August 24th, Delta Shores RV Park (Isleton) for 3 nights. Good wifi & phone signal. Nothing else going on. Very restful. (Maybe a toad would help.)

September is birthday month. Big party for Marty Sep 1st. JAM luncheon in Sausalito Sep 10th. Jessie party Sep 15th. And this weekend is Melissa (22) & Jessie (21) birthdays in Ashland. And Glee (23) in Phoenix.

Going to wrap this up now.

 

Taking off on our third RV trip

We are off on our third trip in the Itasca Navion 24G. We picked it up at Camping World in Vacaville on July 2nd. Our maiden voyage was to Big Sur and the second was to Sacramento for a medicare birthday party and to Canyon Creek park on Putah Creek near Berryessa. More on those trips later. This time I am trying to work on the blog while we’re driving. Currently it is 5 pm and we are in the 680 north commute traffic – not a pretty sight.

We are off to Pioneer in Amador Country where John’s son Brian has a house.  We’ll spend one night there & have dinner at the bakery in Pioneer. Then we’ll head to Fallen Leaf Lake near Tahoe for two nights. Finally it’s off to a travel book group meeting at Cheryl’s in Truckee. We’ll stay at Cheryl’s for two or three nights and in addition to the meeting itself, we will attend a Shakespeare performance on Saturday and go soaring (glider ride) on Monday.

Back in Bangkok (briefly)

We traveled from Chiang Mai on the night train. We left Chiang Mai at 5 pm, arrived Bangkok at 7 am. All in all, a pretty pleasant experience. A supper on the train (not as spicey as we are used to but Kasma could not convince them to spice it up for us) and an upper and lower bunk in a sleeping car.

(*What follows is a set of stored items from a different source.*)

//! Ingestion pipeline.
//!
//! Producers hand events to [`IngestionPipeline::enqueue`], which never
//! waits on storage. One background worker batches them by size or time,
//! writes each batch, and drives detection, incident dedup, alerting and
//! live broadcast for every event exactly once.
//!
//! A failed write keeps the batch's events in a bounded retained buffer and
//! retries them after the configured backoff. Detection and broadcast do
//! not wait for persistence.

mod batch;
mod worker;

use std::sync::Arc;
use std::sync::Mutex;
use std::sync::atomic::{AtomicBool, AtomicU64, Ordering};
use std::time::Duration;

use chrono::Utc;
use serde::{Deserialize, Serialize};
use serde_json::Value;
use thiserror::Error;
use tokio::sync::{mpsc, oneshot};
use tokio::task::JoinHandle;

use crate::alert::AlertDispatcher;
use crate::backoff::BackoffPolicy;
use crate::detector::FailureDetector;
use crate::fanout::FanoutBroadcaster;
use crate::rules::RuleEngine;
use crate::storage::{Event, StoragePort};
use crate::stream::EventStream;

use worker::Worker;

// =============================================================================
// Configuration
// =============================================================================

fn default_max_batch_size() -> usize {
    500
}

fn default_flush_interval() -> Duration {
    Duration::from_secs(2)
}

fn default_queue_capacity() -> usize {
    10_000
}

fn default_write_timeout() -> Duration {
    Duration::from_secs(10)
}

fn default_retry_backoff() -> BackoffPolicy {
    BackoffPolicy::fixed(u32::MAX, Duration::from_secs(1)).with_max_delay(Duration::from_secs(30))
}

fn default_rule_timeout() -> Duration {
    Duration::from_millis(50)
}

fn default_incident_timeout() -> Duration {
    Duration::from_secs(5)
}

fn default_dedup_window() -> Duration {
    Duration::from_secs(24 * 60 * 60)
}

fn default_max_retained_events() -> usize {
    50_000
}

fn default_failure_alert_threshold() -> u32 {
    5
}

/// Pipeline tuning.
#[derive(Debug, Clone, PartialEq, Serialize, Deserialize)]
pub struct PipelineConfig {
    /// Flush once this many events are buffered.
    #[serde(default = "default_max_batch_size")]
    pub max_batch_size: usize,
    /// Flush once the oldest buffered event has waited this long.
    #[serde(default = "default_flush_interval", with = "humantime_serde")]
    pub flush_interval: Duration,
    /// Bound of the producer-facing queue.
    #[serde(default = "default_queue_capacity")]
    pub queue_capacity: usize,
    #[serde(default = "default_write_timeout", with = "humantime_serde")]
    pub write_timeout: Duration,
    /// Delay schedule between retries of retained events.
    #[serde(default = "default_retry_backoff")]
    pub retry_backoff: BackoffPolicy,
    #[serde(default = "default_rule_timeout", with = "humantime_serde")]
    pub rule_timeout: Duration,
    #[serde(default = "default_incident_timeout", with = "humantime_serde")]
    pub incident_timeout: Duration,
    /// Window in which a repeated fingerprint increments an incident.
    #[serde(default = "default_dedup_window", with = "humantime_serde")]
    pub dedup_window: Duration,
    /// Events kept for retry after failed writes; oldest dropped beyond it.
    #[serde(default = "default_max_retained_events")]
    pub max_retained_events: usize,
    /// Consecutive write failures after which every failure logs at error.
    #[serde(default = "default_failure_alert_threshold")]
    pub failure_alert_threshold: u32,
}

impl Default for PipelineConfig {
    fn default() -> Self {
        Self {
            max_batch_size: default_max_batch_size(),
            flush_interval: default_flush_interval(),
            queue_capacity: default_queue_capacity(),
            write_timeout: default_write_timeout(),
            retry_backoff: default_retry_backoff(),
            rule_timeout: default_rule_timeout(),
            incident_timeout: default_incident_timeout(),
            dedup_window: default_dedup_window(),
            max_retained_events: default_max_retained_events(),
            failure_alert_threshold: default_failure_alert_threshold(),
        }
    }
}

/// Collaborators the worker drives.
#[derive(Clone)]
pub struct PipelineDeps {
    pub storage: Arc<dyn StoragePort>,
    pub rules: RuleEngine,
    pub detector: FailureDetector,
    pub alerts: AlertDispatcher,
    pub fanout: FanoutBroadcaster,
    pub stream: EventStream,
}

impl std::fmt::Debug for PipelineDeps {
    fn fmt(&self, f: &mut std::fmt::Formatter<'_>) -> std::fmt::Result {
        f.debug_struct("PipelineDeps").finish_non_exhaustive()
    }
}

// =============================================================================
// Errors and counters
// =============================================================================

#[derive(Debug, Error, PartialEq, Eq)]
pub enum IngestError {
    #[error("ingestion pipeline is stopped")]
    Stopped,
}

/// Outcome of one `enqueue` call.
#[derive(Debug, Clone, Copy, Default, PartialEq, Eq, Serialize)]
pub struct EnqueueReceipt {
    pub accepted: usize,
    /// Dropped because the queue was full.
    pub dropped: usize,
}

#[derive(Default)]
pub(crate) struct Counters {
    pub(crate) enqueued: AtomicU64,
    pub(crate) dropped: AtomicU64,
    pub(crate) batches: AtomicU64,
    pub(crate) written: AtomicU64,
    pub(crate) write_failures: AtomicU64,
    pub(crate) incidents_created: AtomicU64,
    pub(crate) incidents_deduplicated: AtomicU64,
    pub(crate) retained: AtomicU64,
}

impl Counters {
    pub(crate) fn add(counter: &AtomicU64, n: usize) {
        counter.fetch_add(n as u64, Ordering::Relaxed);
    }
}

/// Snapshot of pipeline counters.
#[derive(Debug, Clone, Copy, Default, PartialEq, Eq, Serialize, Deserialize)]
pub struct PipelineStats {
    pub enqueued: u64,
    pub dropped: u64,
    pub batches: u64,
    pub written: u64,
    pub write_failures: u64,
    pub incidents_created: u64,
    pub incidents_deduplicated: u64,
    /// Events currently awaiting a retry.
    pub retained: u64,
    /// Events waiting in the queue.
    pub queue_depth: u64,
}

// =============================================================================
// Pipeline
// =============================================================================

/// Handle to the running ingestion pipeline.
pub struct IngestionPipeline {
    tx: mpsc::Sender<Event>,
    capacity: usize,
    counters: Arc<Counters>,
    accepting: AtomicBool,
    shutdown: Mutex<Option<oneshot::Sender<()>>>,
    worker: tokio::sync::Mutex<Option<JoinHandle<()>>>,
}

impl std::fmt::Debug for IngestionPipeline {
    fn fmt(&self, f: &mut std::fmt::Formatter<'_>) -> std::fmt::Result {
        f.debug_struct("IngestionPipeline")
            .field("accepting", &self.is_accepting())
            .field("stats", &self.stats())
            .finish_non_exhaustive()
    }
}

impl IngestionPipeline {
    /// Spawn the worker and return the producer handle.
    pub fn start(config: PipelineConfig, deps: PipelineDeps) -> Self {
        let capacity = config.queue_capacity.max(1);
        let (tx, rx) = mpsc::channel(capacity);
        let (shutdown_tx, shutdown_rx) = oneshot::channel();
        let counters = Arc::new(Counters::default());

        tracing::info!(
            max_batch_size = config.max_batch_size,
            flush_interval_ms = config.flush_interval.as_millis() as u64,
            queue_capacity = capacity,
            "Ingestion pipeline started"
        );

        let worker = Worker::new(config, deps, rx, Arc::clone(&counters));
        let handle = tokio::spawn(worker.run(shutdown_rx));

        Self {
            tx,
            capacity,
            counters,
            accepting: AtomicBool::new(true),
            shutdown: Mutex::new(Some(shutdown_tx)),
            worker: tokio::sync::Mutex::new(Some(handle)),
        }
    }

    /// Queue raw event bodies for `tenant_id`. Never waits on I/O.
    ///
    /// Events that do not fit in the queue are dropped and logged.
    pub fn enqueue(&self, tenant_id: &str, bodies: Vec<Value>) -> Result<EnqueueReceipt, IngestError> {
        if !self.is_accepting() {
            return Err(IngestError::Stopped);
        }

        let ingested_at = Utc::now();
        let mut receipt = EnqueueReceipt::default();
        let total = bodies.len();
        for body in bodies {
            match self.tx.try_send(Event::new(tenant_id, body, ingested_at)) {
                Ok(()) => receipt.accepted += 1,
                Err(mpsc::error::TrySendError::Full(_)) => receipt.dropped += 1,
                Err(mpsc::error::TrySendError::Closed(_)) => {
                    receipt.dropped = total - receipt.accepted;
                    Counters::add(&self.counters.enqueued, receipt.accepted);
                    Counters::add(&self.counters.dropped, receipt.dropped);
                    tracing::error!(
                        tenant_id,
                        dropped = receipt.dropped,
                        "Ingestion worker is gone, events dropped"
                    );
                    return Err(IngestError::Stopped);
                }
            }
        }

        Counters::add(&self.counters.enqueued, receipt.accepted);
        if receipt.dropped > 0 {
            Counters::add(&self.counters.dropped, receipt.dropped);
            tracing::warn!(
                tenant_id,
                dropped = receipt.dropped,
                accepted = receipt.accepted,
                "Ingestion queue full, events dropped"
            );
        }
        Ok(receipt)
    }

    pub fn is_accepting(&self) -> bool {
        self.accepting.load(Ordering::Acquire)
    }

    pub fn stats(&self) -> PipelineStats {
        let c = &self.counters;
        PipelineStats {
            enqueued: c.enqueued.load(Ordering::Relaxed),
            dropped: c.dropped.load(Ordering::Relaxed),
            batches: c.batches.load(Ordering::Relaxed),
            written: c.written.load(Ordering::Relaxed),
            write_failures: c.write_failures.load(Ordering::Relaxed),
            incidents_created: c.incidents_created.load(Ordering::Relaxed),
            incidents_deduplicated: c.incidents_deduplicated.load(Ordering::Relaxed),
            retained: c.retained.load(Ordering::Relaxed),
            queue_depth: self.capacity.saturating_sub(self.tx.capacity()) as u64,
        }
    }

    /// Refuse new events, drain and flush what is queued, then stop the
    /// worker. Safe to call more than once.
    pub async fn stop(&self) {
        self.accepting.store(false, Ordering::Release);
        if let Some(tx) = self.shutdown.lock().ok().and_then(|mut s| s.take()) {
            let _ = tx.send(());
        }

        let handle = self.worker.lock().await.take();
        if let Some(handle) = handle {
            if let Err(e) = handle.await {
                tracing::error!(error = %e, "Ingestion worker terminated abnormally");
            }
            let stats = self.stats();
            tracing::info!(
                written = stats.written,
                retained = stats.retained,
                "Ingestion pipeline stopped"
            );
        }
    }
}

Chiang Mai was great. A lot of shopping … The Shan market on Friday had some unusual snacks (sticky-rice-flour donuts and pancakes, both sweet, savory turnovers (one with chickpeas, one with chicken), samosas, red-bean cakes). Also notable was the wood carving museum on Thursday.

Today when we arrived Bangkok, we walked the Chinese market (largest China town outside of China) and tried to get into a dim sum place (opened too late for us), saw a 5.5 ton solid gold Buddha, took a long-tail boat ride on a canal, visited the Royal Barge Museum, a village making special bronze bowls (last one in Thailand), and a temple being built in the shape of a royal barge.

In the evening, we met Amber and Aron from Mountain View, who will journey to the south with us. Tomorrow we leave at 5:30 am (yawn) for Ranong, where we’ll stay one night on our way down to Krabi.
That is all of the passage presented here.